• **Action item**:
Repeat exactly the lines of the entries below from the one with "then exits the" through the one with "let mut signals", both ends included, and nothing else.

[Stored entries]
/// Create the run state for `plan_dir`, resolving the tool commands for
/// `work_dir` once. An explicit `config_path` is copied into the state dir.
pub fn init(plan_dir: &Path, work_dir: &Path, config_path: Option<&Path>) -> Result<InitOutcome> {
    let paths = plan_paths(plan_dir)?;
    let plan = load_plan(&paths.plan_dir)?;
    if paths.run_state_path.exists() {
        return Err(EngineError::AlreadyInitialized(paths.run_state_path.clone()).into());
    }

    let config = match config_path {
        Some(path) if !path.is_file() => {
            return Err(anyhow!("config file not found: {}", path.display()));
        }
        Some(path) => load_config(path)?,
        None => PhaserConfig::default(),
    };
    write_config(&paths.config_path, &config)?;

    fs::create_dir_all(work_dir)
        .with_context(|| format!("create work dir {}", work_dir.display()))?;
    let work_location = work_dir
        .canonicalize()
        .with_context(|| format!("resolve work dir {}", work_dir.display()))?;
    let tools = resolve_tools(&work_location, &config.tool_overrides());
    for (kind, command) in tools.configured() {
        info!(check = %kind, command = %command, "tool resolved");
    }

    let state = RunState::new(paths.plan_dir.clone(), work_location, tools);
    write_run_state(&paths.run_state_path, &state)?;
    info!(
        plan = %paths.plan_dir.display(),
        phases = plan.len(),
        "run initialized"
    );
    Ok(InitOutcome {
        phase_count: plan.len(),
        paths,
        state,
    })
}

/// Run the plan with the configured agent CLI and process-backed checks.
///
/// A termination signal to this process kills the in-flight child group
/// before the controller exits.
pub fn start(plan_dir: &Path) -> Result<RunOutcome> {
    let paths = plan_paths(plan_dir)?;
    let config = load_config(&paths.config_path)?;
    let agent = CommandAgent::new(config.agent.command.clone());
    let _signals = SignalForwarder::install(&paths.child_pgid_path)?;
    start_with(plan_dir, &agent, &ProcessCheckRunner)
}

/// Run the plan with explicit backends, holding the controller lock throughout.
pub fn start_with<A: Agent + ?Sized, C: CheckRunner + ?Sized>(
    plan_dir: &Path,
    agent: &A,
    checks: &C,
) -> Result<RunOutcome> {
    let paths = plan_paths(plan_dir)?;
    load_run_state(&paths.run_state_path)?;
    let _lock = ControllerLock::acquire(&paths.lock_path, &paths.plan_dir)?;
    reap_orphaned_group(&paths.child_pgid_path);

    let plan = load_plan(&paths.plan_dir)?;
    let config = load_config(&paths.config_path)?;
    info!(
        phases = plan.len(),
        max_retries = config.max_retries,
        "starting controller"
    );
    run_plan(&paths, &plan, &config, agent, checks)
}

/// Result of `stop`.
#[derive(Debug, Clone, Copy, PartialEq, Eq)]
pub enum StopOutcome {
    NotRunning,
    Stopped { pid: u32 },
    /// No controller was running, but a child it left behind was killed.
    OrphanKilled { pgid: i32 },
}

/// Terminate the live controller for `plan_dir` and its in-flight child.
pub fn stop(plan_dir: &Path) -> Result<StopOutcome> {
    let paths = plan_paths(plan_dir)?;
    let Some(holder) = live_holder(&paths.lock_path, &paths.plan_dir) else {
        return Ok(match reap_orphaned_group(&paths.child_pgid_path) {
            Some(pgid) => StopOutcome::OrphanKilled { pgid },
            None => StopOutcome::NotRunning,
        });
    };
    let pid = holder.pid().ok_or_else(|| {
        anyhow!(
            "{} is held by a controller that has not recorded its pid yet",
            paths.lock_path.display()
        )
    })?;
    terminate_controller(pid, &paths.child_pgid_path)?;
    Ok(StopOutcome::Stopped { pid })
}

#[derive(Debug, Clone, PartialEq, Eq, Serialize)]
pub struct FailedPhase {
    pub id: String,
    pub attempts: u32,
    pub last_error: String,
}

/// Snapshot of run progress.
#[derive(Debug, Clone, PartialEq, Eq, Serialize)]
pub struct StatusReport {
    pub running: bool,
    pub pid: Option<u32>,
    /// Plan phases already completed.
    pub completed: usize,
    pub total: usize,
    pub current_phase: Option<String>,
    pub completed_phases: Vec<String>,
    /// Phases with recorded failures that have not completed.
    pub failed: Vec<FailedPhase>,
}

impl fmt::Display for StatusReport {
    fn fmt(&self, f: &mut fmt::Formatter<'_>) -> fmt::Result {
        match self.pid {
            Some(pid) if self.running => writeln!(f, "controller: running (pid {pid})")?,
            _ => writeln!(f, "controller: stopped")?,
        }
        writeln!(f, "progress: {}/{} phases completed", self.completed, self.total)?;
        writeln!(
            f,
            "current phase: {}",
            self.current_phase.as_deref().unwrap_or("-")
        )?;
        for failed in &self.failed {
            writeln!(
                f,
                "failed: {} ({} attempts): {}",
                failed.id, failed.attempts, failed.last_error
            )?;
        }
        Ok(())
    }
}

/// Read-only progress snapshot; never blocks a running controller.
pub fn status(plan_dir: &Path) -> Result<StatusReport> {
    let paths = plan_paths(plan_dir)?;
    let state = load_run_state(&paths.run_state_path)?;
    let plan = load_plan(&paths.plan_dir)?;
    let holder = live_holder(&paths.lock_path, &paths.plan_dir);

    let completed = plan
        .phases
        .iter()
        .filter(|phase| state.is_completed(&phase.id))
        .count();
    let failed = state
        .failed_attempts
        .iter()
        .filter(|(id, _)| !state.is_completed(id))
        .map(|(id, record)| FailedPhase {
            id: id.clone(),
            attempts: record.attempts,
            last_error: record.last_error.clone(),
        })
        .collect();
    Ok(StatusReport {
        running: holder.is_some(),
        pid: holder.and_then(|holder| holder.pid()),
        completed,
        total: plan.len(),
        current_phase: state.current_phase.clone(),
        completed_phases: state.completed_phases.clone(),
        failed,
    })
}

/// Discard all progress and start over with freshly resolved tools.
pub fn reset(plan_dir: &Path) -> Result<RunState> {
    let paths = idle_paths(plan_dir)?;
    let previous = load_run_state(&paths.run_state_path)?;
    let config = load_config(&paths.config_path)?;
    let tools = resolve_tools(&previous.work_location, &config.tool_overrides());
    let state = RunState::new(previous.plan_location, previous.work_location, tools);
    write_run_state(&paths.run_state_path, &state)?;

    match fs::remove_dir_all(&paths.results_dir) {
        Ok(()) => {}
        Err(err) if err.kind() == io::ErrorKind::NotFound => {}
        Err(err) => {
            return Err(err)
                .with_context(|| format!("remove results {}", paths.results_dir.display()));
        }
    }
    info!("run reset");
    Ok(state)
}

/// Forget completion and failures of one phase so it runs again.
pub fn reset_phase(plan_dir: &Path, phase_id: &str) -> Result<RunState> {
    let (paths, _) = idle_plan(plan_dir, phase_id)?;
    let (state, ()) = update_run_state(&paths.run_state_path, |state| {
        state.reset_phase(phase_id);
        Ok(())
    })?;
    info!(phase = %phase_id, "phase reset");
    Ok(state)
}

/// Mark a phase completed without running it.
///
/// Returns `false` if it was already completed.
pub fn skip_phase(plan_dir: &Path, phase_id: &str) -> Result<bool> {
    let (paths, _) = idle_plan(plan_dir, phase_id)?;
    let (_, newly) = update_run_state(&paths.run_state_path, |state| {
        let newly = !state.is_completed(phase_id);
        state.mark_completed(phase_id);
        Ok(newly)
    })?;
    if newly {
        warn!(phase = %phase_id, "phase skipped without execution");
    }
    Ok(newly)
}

* * *

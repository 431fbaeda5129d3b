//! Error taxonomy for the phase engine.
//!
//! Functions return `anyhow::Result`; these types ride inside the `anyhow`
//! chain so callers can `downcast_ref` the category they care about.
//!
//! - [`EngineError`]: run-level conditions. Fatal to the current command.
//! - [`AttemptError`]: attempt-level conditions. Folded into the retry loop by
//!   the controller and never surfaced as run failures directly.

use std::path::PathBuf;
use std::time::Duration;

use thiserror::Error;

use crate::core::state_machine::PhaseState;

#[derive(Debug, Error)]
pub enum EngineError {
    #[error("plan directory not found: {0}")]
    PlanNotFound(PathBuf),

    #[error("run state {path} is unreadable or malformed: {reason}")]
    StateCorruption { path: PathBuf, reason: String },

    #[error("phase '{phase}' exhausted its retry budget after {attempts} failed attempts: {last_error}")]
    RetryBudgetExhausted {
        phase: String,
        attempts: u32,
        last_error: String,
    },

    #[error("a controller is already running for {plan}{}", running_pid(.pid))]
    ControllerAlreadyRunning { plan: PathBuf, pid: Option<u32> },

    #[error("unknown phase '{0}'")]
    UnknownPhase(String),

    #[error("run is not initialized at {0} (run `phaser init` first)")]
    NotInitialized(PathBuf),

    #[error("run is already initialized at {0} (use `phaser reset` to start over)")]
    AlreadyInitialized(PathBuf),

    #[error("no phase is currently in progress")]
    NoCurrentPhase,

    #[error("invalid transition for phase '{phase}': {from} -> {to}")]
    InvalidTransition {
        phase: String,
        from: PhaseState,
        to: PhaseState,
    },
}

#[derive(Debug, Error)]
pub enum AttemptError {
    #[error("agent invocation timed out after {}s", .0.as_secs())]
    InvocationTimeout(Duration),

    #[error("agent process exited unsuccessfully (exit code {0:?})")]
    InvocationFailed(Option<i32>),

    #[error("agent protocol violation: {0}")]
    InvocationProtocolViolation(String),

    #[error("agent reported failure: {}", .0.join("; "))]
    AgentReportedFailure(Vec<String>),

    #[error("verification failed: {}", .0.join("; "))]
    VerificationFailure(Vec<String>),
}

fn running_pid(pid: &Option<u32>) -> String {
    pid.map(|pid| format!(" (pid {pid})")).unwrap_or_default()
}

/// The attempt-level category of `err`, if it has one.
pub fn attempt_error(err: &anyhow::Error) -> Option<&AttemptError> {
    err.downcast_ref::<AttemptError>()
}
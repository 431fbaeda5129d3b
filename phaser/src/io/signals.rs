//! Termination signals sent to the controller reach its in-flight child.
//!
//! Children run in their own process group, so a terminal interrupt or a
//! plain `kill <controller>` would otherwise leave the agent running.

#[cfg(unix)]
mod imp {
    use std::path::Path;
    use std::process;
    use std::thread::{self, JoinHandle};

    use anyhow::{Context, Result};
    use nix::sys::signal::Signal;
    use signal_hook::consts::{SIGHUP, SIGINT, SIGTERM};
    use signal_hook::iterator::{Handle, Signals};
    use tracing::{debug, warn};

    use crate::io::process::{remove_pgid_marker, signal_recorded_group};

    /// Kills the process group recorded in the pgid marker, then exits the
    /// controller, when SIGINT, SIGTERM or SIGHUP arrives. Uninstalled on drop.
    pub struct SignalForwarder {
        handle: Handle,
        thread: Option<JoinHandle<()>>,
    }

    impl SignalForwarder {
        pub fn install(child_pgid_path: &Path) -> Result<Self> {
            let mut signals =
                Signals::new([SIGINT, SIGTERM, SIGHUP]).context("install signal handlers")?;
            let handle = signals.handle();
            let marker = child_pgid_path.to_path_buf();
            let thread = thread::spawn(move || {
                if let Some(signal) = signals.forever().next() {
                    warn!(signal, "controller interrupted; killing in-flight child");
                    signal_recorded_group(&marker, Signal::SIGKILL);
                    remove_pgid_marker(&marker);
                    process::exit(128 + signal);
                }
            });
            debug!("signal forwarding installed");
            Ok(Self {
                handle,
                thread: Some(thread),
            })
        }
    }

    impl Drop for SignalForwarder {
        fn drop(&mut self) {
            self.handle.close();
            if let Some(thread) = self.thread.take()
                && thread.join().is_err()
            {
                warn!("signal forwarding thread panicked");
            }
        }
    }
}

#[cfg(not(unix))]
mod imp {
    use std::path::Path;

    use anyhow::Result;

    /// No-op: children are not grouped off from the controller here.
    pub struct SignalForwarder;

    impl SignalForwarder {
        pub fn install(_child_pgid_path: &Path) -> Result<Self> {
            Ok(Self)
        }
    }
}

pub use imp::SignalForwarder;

• **Task response**:
    /// Kills the process group recorded in the pgid marker, then exits the
    /// controller, when SIGINT, SIGTERM or SIGHUP arrives. Uninstalled on drop.
    pub struct SignalForwarder {
        handle: Handle,
        thread: Option<JoinHandle<()>>,
    }

    impl SignalForwarder {
        pub fn install(child_pgid_path: &Path) -> Result<Self> {
            let mut signals =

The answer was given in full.